- [Stored data]:
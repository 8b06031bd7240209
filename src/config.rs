use anyhow::Result;
use serde::Deserialize;
use std::path::{Path, PathBuf};
use std::time::Duration;

// 配置文件结构
#[derive(Debug, Deserialize, Clone, Default)]
pub struct Config {
    #[serde(default)]
    pub data: DataConfig,
    #[serde(default)]
    pub generation: GenerationConfig,
    #[serde(default)]
    pub logging: LoggingConfig,
}

#[derive(Debug, Deserialize, Clone)]
pub struct DataConfig {
    #[serde(default = "default_jlpt_dir")]
    pub jlpt_dir: PathBuf,
    #[serde(default = "default_dictionary_file")]
    pub dictionary_file: PathBuf,
}

#[derive(Debug, Deserialize, Clone)]
pub struct GenerationConfig {
    #[serde(default = "default_max_attempts")]
    pub max_attempts: u32,
    /// 在第几次失败后先尝试简化句子，0 表示不简化
    #[serde(default = "default_simplify_on_attempt")]
    pub simplify_on_attempt: u32,
    #[serde(default = "default_retry_delay_ms")]
    pub retry_delay_ms: u64,
}

#[derive(Debug, Deserialize, Clone)]
pub struct LoggingConfig {
    #[serde(default = "default_log_level")]
    pub level: String,
}

fn default_jlpt_dir() -> PathBuf {
    PathBuf::from("data/jlpt")
}

fn default_dictionary_file() -> PathBuf {
    PathBuf::from("data/ipadic/system.dic.zst")
}

fn default_max_attempts() -> u32 {
    3
}

fn default_simplify_on_attempt() -> u32 {
    2
}

fn default_retry_delay_ms() -> u64 {
    1000
}

fn default_log_level() -> String {
    "info".to_string()
}

impl Default for DataConfig {
    fn default() -> Self {
        Self {
            jlpt_dir: default_jlpt_dir(),
            dictionary_file: default_dictionary_file(),
        }
    }
}

impl Default for GenerationConfig {
    fn default() -> Self {
        Self {
            max_attempts: default_max_attempts(),
            simplify_on_attempt: default_simplify_on_attempt(),
            retry_delay_ms: default_retry_delay_ms(),
        }
    }
}

impl Default for LoggingConfig {
    fn default() -> Self {
        Self {
            level: default_log_level(),
        }
    }
}

impl GenerationConfig {
    pub fn retry_delay(&self) -> Duration {
        Duration::from_millis(self.retry_delay_ms)
    }
}

impl Config {
    pub fn load() -> Result<Config> {
        Self::load_from("config.toml")
    }

    pub fn load_from(path: impl AsRef<Path>) -> Result<Config> {
        let path = path.as_ref();
        let config_content = std::fs::read_to_string(path)
            .map_err(|_| anyhow::anyhow!("配置文件 {} 不存在或无法读取", path.display()))?;
        Self::parse(&config_content)
    }

    pub fn parse(content: &str) -> Result<Config> {
        let config: Config = toml::from_str(content)
            .map_err(|e| anyhow::anyhow!("配置文件解析失败: {}", e))?;
        Ok(config)
    }

    /// 读取失败时退回默认配置，难度数据缺失不应阻止程序启动
    pub fn load_or_default(path: impl AsRef<Path>) -> Config {
        match Self::load_from(path) {
            Ok(config) => config,
            Err(e) => {
                tracing::warn!("{}，使用默认配置", e);
                Config::default()
            }
        }
    }
}

#[cfg(test)]
mod tests {
    use super::*;

    #[test]
    fn test_partial_config_uses_defaults() {
        let config = Config::parse(
            r#"
[data]
jlpt_dir = "/srv/jlpt"

[generation]
max_attempts = 5
"#,
        )
        .unwrap();

        assert_eq!(config.data.jlpt_dir, PathBuf::from("/srv/jlpt"));
        assert_eq!(config.data.dictionary_file, default_dictionary_file());
        assert_eq!(config.generation.max_attempts, 5);
        assert_eq!(config.generation.simplify_on_attempt, 2);
        assert_eq!(config.generation.retry_delay(), Duration::from_millis(1000));
        assert_eq!(config.logging.level, "info");
    }

    #[test]
    fn test_empty_config_is_valid() {
        let config = Config::parse("").unwrap();
        assert_eq!(config.generation.max_attempts, 3);
    }

    #[test]
    fn test_invalid_toml_is_error() {
        assert!(Config::parse("[generation\nmax_attempts = ").is_err());
    }

    #[test]
    fn test_missing_file_falls_back_to_defaults() {
        let config = Config::load_or_default("/nonexistent/graded-reader/config.toml");
        assert_eq!(config.generation.max_attempts, 3);
        assert_eq!(config.data.jlpt_dir, PathBuf::from("data/jlpt"));
    }
}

- [Exercise brief]:
Every entry above should be transcribed exactly and in full.

- [Completed task]:
repository 8b06031bd7240209
filename src/config.rs
use anyhow::Result;
use serde::Deserialize;
use std::path::{Path, PathBuf};
use std::time::Duration;

// 配置文件结构
#[derive(Debug, Deserialize, Clone, Default)]
pub struct Config {
    #[serde(default)]
    pub data: DataConfig,
    #[serde(default)]
    pub generation: GenerationConfig,
    #[serde(default)]
    pub logging: LoggingConfig,
}

#[derive(Debug, Deserialize, Clone)]
pub struct DataConfig {
    #[serde(default = "default_jlpt_dir")]
    pub jlpt_dir: PathBuf,
    #[serde(default = "default_dictionary_file")]
    pub dictionary_file: PathBuf,
}

#[derive(Debug, Deserialize, Clone)]
pub struct GenerationConfig {
    #[serde(default = "default_max_attempts")]
    pub max_attempts: u32,
    /// 在第几次失败后先尝试简化句子，0 表示不简化
    #[serde(default = "default_simplify_on_attempt")]
    pub simplify_on_attempt: u32,
    #[serde(default = "default_retry_delay_ms")]
    pub retry_delay_ms: u64,
}

#[derive(Debug, Deserialize, Clone)]
pub struct LoggingConfig {
    #[serde(default = "default_log_level")]
    pub level: String,
}

fn default_jlpt_dir() -> PathBuf {
    PathBuf::from("data/jlpt")
}

fn default_dictionary_file() -> PathBuf {
    PathBuf::from("data/ipadic/system.dic.zst")
}

fn default_max_attempts() -> u32 {
    3
}

fn default_simplify_on_attempt() -> u32 {
    2
}

fn default_retry_delay_ms() -> u64 {
    1000
}

fn default_log_level() -> String {
    "info".to_string()
}

impl Default for DataConfig {
    fn default() -> Self {
        Self {
            jlpt_dir: default_jlpt_dir(),
            dictionary_file: default_dictionary_file(),
        }
    }
}

impl Default for GenerationConfig {
    fn default() -> Self {
        Self {
            max_attempts: default_max_attempts(),
            simplify_on_attempt: default_simplify_on_attempt(),
            retry_delay_ms: default_retry_delay_ms(),
        }
    }
}

impl Default for LoggingConfig {
    fn default() -> Self {
        Self {
            level: default_log_level(),
        }
    }
}

impl GenerationConfig {
    pub fn retry_delay(&self) -> Duration {
        Duration::from_millis(self.retry_delay_ms)
    }
}

impl Config {
    pub fn load() -> Result<Config> {
        Self::load_from("config.toml")
    }

    pub fn load_from(path: impl AsRef<Path>) -> Result<Config> {
        let path = path.as_ref();
        let config_content = std::fs::read_to_string(path)
            .map_err(|_| anyhow::anyhow!("配置文件 {} 不存在或无法读取", path.display()))?;
        Self::parse(&config_content)
    }

    pub fn parse(content: &str) -> Result<Config> {
        let config: Config = toml::from_str(content)
            .map_err(|e| anyhow::anyhow!("配置文件解析失败: {}", e))?;
        Ok(config)
    }

    /// 读取失败时退回默认配置，难度数据缺失不应阻止程序启动
    pub fn load_or_default(path: impl AsRef<Path>) -> Config {
        match Self::load_from(path) {
            Ok(config) => config,
            Err(e) => {
                tracing::warn!("{}，使用默认配置", e);
                Config::default()
            }
        }
    }
}

#[cfg(test)]
mod tests {
    use super::*;

    #[test]
    fn test_partial_config_uses_defaults() {
        let config = Config::parse(
            r#"
[data]
jlpt_dir = "/srv/jlpt"

[generation]
max_attempts = 5
"#,
        )
        .unwrap();

        assert_eq!(config.data.jlpt_dir, PathBuf::from("/srv/jlpt"));
        assert_eq!(config.data.dictionary_file, default_dictionary_file());
        assert_eq!(config.generation.max_attempts, 5);
        assert_eq!(config.generation.simplify_on_attempt, 2);
        assert_eq!(config.generation.retry_delay(), Duration::from_millis(1000));
        assert_eq!(config.logging.level, "info");
    }

    #[test]
    fn test_empty_config_is_valid() {
        let config = Config::parse("").unwrap();
        assert_eq!(config.generation.max_attempts, 3);
    }

    #[test]
    fn test_invalid_toml_is_error() {
        assert!(Config::parse("[generation\nmax_attempts = ").is_err());
    }

    #[test]
    fn test_missing_file_falls_back_to_defaults() {
        let config = Config::load_or_default("/nonexistent/graded-reader/config.toml");
        assert_eq!(config.generation.max_attempts, 3);
        assert_eq!(config.data.jlpt_dir, PathBuf::from("data/jlpt"));
    }
}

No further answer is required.